Fiqih merupakan himpunan undang-undang dan pembahasan yang menyampaikan
kepada semua orang untuk mempergunakan syari’at amalia yang menunjukkan
secara terperinci. Jadi dalam fiqih terkandung hukum-hukum yang
terperinci yang merupakan pengembangan dan perluasan dasar-dasar hukum
yang telah ada dalam Al-Qur’an maupun Hadits. Oleh karena cara yang
dipakai mujtahid dalam usaha pengendalian hukum tidak sama dan kemampuan
akalnya pun berbeda, maka terdapatlah hasil Ijtihad (fiqih) yang
berbeda-beda. Setiap hasil ijtihad yang telah ditemukan oleh mujtahid
terdahulu menjadi pedoman yang tidak mengikat bagi mujtahid yang datang
kemudian dalam usahanya menggali hukum pada situasi dan tempat tertentu.
Adapun Hadits Rasul yang berhubungan dengan hukum kewarisan di antaranya adalah sebagai berikut :
Hadits Nabi dari Ibnu Abbas, riwayat bukhari dan Muslim, Nabi Muhammad SAW bersabda yang artinya :
“Berikanlah bagian-bagian tertentu kepada orang-orang yang berhak.
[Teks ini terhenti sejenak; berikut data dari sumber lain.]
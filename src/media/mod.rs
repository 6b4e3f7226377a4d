//! Media handling for the still-image path
//!
//! This module provides:
//! - `multipart/x-mixed-replace` demultiplexing into frame payloads
//! - A reader loop that drives the demuxer from an async byte source

pub mod multipart;
pub mod reader;

pub use multipart::{DemuxConfig, DemuxStats, FrameError, Frames, MultipartDemuxer};
pub use reader::{FrameDecoder, JpegProbe, MjpegReader, ReaderExit};
//! Live camera stream acquisition and relay
//!
//! `camrelay` turns named camera streams on a go2rtc-style backend into local
//! byte sources that a player can open while they grow.
//!
//! - [`pool`]: bounded, coalescing pool of relays with delayed teardown
//! - [`relay`]: one WebSocket MSE stream copied into a growing file
//! - [`media`]: multipart still-image demultiplexing for MJPEG sources
//!
//! # Example
//!
//! ```no_run
//! use camrelay::{CameraStreamRequest, PoolConfig, RelayConfig, StreamPool};
//! use tokio_util::sync::CancellationToken;
//!
//! # async fn run() -> camrelay::Result<()> {
//! let relay = RelayConfig::from_base_url("http://nvr.local:1984")?.auth_cookie("session=abc");
//! let pool = StreamPool::new(PoolConfig::new(relay).max_concurrent(4));
//!
//! let cancel = CancellationToken::new();
//! if let Some(handle) = pool.acquire(CameraStreamRequest::main("driveway"), &cancel).await {
//!     let path = handle.ready().await?;
//!     println!("playing {}", path.display());
//!     handle.release().await;
//! }
//! # Ok(())
//! # }
//! ```

pub mod error;
pub mod media;
pub mod pool;
pub mod relay;
pub mod stats;

pub use error::{Error, Result};
pub use media::{DemuxConfig, FrameDecoder, JpegProbe, MjpegReader, MultipartDemuxer};
pub use pool::{CameraStreamRequest, PoolConfig, PoolStats, RelayHandle, StreamPool, StreamVariant};
pub use relay::{LiveRelay, RelayConfig, RelayEvent, RelayPhase, RelayStatus};
pub use stats::RelayStats;
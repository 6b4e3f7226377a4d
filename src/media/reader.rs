//! MJPEG reader loop
//!
//! Drives a [`MultipartDemuxer`] from any async byte source and hands each
//! payload to a [`FrameDecoder`]. Turning bytes into pixels belongs to the
//! embedding application; this module only decides which payloads reach it.

use bytes::{Bytes, BytesMut};
use tokio::io::{AsyncRead, AsyncReadExt};
use tokio::sync::mpsc;
use tokio_util::sync::CancellationToken;

use crate::error::Result;

use super::multipart::{DemuxConfig, DemuxStats, FrameError, MultipartDemuxer};

/// JPEG start-of-image marker
const JPEG_SOI: [u8; 2] = [0xFF, 0xD8];

/// Turns a frame payload into whatever the consumer displays
pub trait FrameDecoder: Send + Sync + 'static {
    /// Decoded frame type
    type Frame: Send + 'static;

    /// Decode one payload. Errors skip the frame.
    fn decode(&self, payload: Bytes) -> std::result::Result<Self::Frame, FrameError>;
}

/// Pass-through decoder that only accepts payloads that look like JPEG
#[derive(Debug, Clone, Copy, Default)]
pub struct JpegProbe;

impl FrameDecoder for JpegProbe {
    type Frame = Bytes;

    fn decode(&self, payload: Bytes) -> std::result::Result<Bytes, FrameError> {
        if payload.starts_with(&JPEG_SOI) {
            Ok(payload)
        } else {
            Err(FrameError::Decode("missing JPEG start-of-image marker".into()))
        }
    }
}

/// Why a reader loop ended
#[derive(Debug, Clone, Copy, PartialEq, Eq)]
pub enum ReaderExit {
    /// Source reached end of stream
    Eof,
    /// Frame receiver was dropped
    ReceiverClosed,
    /// Cancellation token fired
    Cancelled,
}

/// Single reader loop feeding a demuxer
pub struct MjpegReader<D: FrameDecoder = JpegProbe> {
    demuxer: MultipartDemuxer,
    decoder: D,
    read_size: usize,
    decode_failures: u64,
}

impl MjpegReader<JpegProbe> {
    /// Create a reader that emits raw JPEG payloads
    pub fn new(config: DemuxConfig) -> Self {
        Self::with_decoder(config, JpegProbe)
    }
}

impl<D: FrameDecoder> MjpegReader<D> {
    /// Create a reader with a custom decoder
    pub fn with_decoder(config: DemuxConfig, decoder: D) -> Self {
        Self {
            demuxer: MultipartDemuxer::with_config(config),
            decoder,
            read_size: 64 * 1024,
            decode_failures: 0,
        }
    }

    /// Set the size of each read from the source
    pub fn read_size(mut self, size: usize) -> Self {
        self.read_size = size.max(1);
        self
    }

    /// Demuxer counters
    pub fn stats(&self) -> DemuxStats {
        self.demuxer.stats()
    }

    /// Payloads the decoder rejected
    pub fn decode_failures(&self) -> u64 {
        self.decode_failures
    }

    /// Read `source` until it ends, forwarding decoded frames to `frames`.
    ///
    /// Corrupt parts and decode failures are skipped. Only read errors from
    /// the source end the loop with an error.
    pub async fn run<R>(
        &mut self,
        mut source: R,
        frames: mpsc::Sender<D::Frame>,
        cancel: CancellationToken,
    ) -> Result<ReaderExit>
    where
        R: AsyncRead + Unpin,
    {
        let mut chunk = BytesMut::with_capacity(self.read_size);

        loop {
            chunk.clear();
            chunk.reserve(self.read_size);

            let read = tokio::select! {
                biased;
                _ = cancel.cancelled() => return Ok(ReaderExit::Cancelled),
                read = source.read_buf(&mut chunk) => read?,
            };
            if read == 0 {
                tracing::debug!(frames = self.demuxer.stats().frames, "MJPEG source ended");
                return Ok(ReaderExit::Eof);
            }

            for payload in self.demuxer.feed(&chunk) {
                let frame = match self.decoder.decode(payload) {
                    Ok(frame) => frame,
                    Err(e) => {
                        self.decode_failures += 1;
                        tracing::debug!(error = %e, "Skipping undecodable frame");
                        continue;
                    }
                };
                if frames.send(frame).await.is_err() {
                    return Ok(ReaderExit::ReceiverClosed);
                }
            }
        }
    }
}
Sesudah itu sisanya untuk orang laki-laki yang lebih utama”.
Menurut Idris Djakfar dalam bukunya Rachmadi Usman (2009 : 26), Adapun
sebagai tindak lanjut dari Instruksi Presiden Nomor 1 Tahun 1991
Tersebut, dikeluarkan keputusan menteri agama Nomor 154 Tahun 1991, yang
berisikan antara lain agar seluruh lingkungan Instansi Departemen Agama
dan Instansi Pemerintah lainnya yang terkait, dalam menyelesaikan
masalah-masalah dibidang hukum perkawinan, kewarisan, dan perwaqafan,
sedapat mungkin menerapkan Kompilasi Hukum Islam tersebut disamping
peraturan perundang-undangan lainnya.
Dengan demikian dapat dikatakan
bahwa Kompilasi hukum Islam bukanlah sekedar “Pedoman” bagi hakim
dilingkungan peradilan agama dalam menyelesaikan perkara-perkara dan
permohonan- permohonan yang diajukan kepadanya, melainkan sumber hukum
materil yang harus dipergunakan olehnya dalam mengadili, memutus dan
menyelasaikan permasalahan- permasalahan yang terdapat dalam perkawinan,
kewarisan dan perwaqafan bagi mereka yang beragama Islam, disamping
peraturan perundang-undangan lainnya yang berhubungan dengan perkawinan,
kewarisan dan perwaqafan.
Hak waris anak angkat terhadap harta warisan menurut Kompilasi Hukum Islam (KHI)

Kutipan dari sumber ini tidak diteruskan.